Saved data entries
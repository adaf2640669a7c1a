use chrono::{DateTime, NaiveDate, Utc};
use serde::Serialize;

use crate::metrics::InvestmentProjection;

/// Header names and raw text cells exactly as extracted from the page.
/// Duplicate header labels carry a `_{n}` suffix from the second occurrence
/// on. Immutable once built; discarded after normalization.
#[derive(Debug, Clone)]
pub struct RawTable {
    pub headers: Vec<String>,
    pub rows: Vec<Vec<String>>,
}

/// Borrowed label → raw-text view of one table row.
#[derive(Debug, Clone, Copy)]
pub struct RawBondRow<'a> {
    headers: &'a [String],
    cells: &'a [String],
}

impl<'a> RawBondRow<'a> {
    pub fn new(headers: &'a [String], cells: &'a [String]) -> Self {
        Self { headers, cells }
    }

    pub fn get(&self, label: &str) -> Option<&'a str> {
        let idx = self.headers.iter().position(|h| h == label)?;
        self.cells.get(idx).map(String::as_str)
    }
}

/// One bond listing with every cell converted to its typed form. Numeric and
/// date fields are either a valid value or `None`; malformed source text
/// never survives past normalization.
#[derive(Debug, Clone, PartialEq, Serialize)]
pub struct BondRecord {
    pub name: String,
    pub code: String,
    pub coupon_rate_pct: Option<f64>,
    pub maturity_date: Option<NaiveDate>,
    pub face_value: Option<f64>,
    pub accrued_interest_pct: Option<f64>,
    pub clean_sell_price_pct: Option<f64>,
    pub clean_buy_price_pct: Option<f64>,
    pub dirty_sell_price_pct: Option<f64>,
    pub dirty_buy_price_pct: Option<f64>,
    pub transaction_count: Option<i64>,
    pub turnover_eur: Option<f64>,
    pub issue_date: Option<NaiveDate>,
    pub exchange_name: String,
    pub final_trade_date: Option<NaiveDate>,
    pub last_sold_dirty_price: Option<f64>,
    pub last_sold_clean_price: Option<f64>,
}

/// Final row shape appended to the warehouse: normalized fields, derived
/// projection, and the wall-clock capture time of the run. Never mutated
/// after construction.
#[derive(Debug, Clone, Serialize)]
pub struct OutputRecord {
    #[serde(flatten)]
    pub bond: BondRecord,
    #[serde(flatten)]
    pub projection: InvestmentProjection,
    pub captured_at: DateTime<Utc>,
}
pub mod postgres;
* * *
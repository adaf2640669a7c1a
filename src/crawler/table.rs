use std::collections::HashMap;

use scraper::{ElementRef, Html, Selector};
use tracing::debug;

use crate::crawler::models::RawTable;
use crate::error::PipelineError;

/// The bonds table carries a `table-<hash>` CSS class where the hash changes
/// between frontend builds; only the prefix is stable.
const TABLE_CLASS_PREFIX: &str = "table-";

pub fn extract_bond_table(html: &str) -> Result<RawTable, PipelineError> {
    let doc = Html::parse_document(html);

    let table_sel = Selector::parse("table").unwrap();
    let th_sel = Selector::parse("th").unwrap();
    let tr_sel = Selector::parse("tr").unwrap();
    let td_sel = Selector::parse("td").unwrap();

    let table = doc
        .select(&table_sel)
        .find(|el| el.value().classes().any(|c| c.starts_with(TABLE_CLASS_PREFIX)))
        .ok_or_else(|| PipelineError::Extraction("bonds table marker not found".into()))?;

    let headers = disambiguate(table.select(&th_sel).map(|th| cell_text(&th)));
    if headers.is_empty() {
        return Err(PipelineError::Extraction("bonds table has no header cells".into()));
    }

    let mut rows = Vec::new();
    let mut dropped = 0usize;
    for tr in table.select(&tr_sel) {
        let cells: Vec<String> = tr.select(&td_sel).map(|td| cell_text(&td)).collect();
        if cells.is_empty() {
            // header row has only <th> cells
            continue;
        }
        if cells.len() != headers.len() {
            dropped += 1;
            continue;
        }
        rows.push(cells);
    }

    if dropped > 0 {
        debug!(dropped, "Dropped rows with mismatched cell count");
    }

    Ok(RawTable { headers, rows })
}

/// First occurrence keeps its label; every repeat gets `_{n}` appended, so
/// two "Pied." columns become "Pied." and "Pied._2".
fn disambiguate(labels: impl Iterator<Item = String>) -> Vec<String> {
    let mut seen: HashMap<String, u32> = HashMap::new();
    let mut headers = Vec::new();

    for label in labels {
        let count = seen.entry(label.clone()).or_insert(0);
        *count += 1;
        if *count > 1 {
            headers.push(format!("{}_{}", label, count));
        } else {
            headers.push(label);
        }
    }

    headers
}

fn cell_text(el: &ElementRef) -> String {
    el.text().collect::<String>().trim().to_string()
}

**WORK TO COMPLETE**
Once you have read through the entries, say how many of their lines include the string "appended" and give nothing but that number.

**ANSWER TO THIS EXERCISE**
2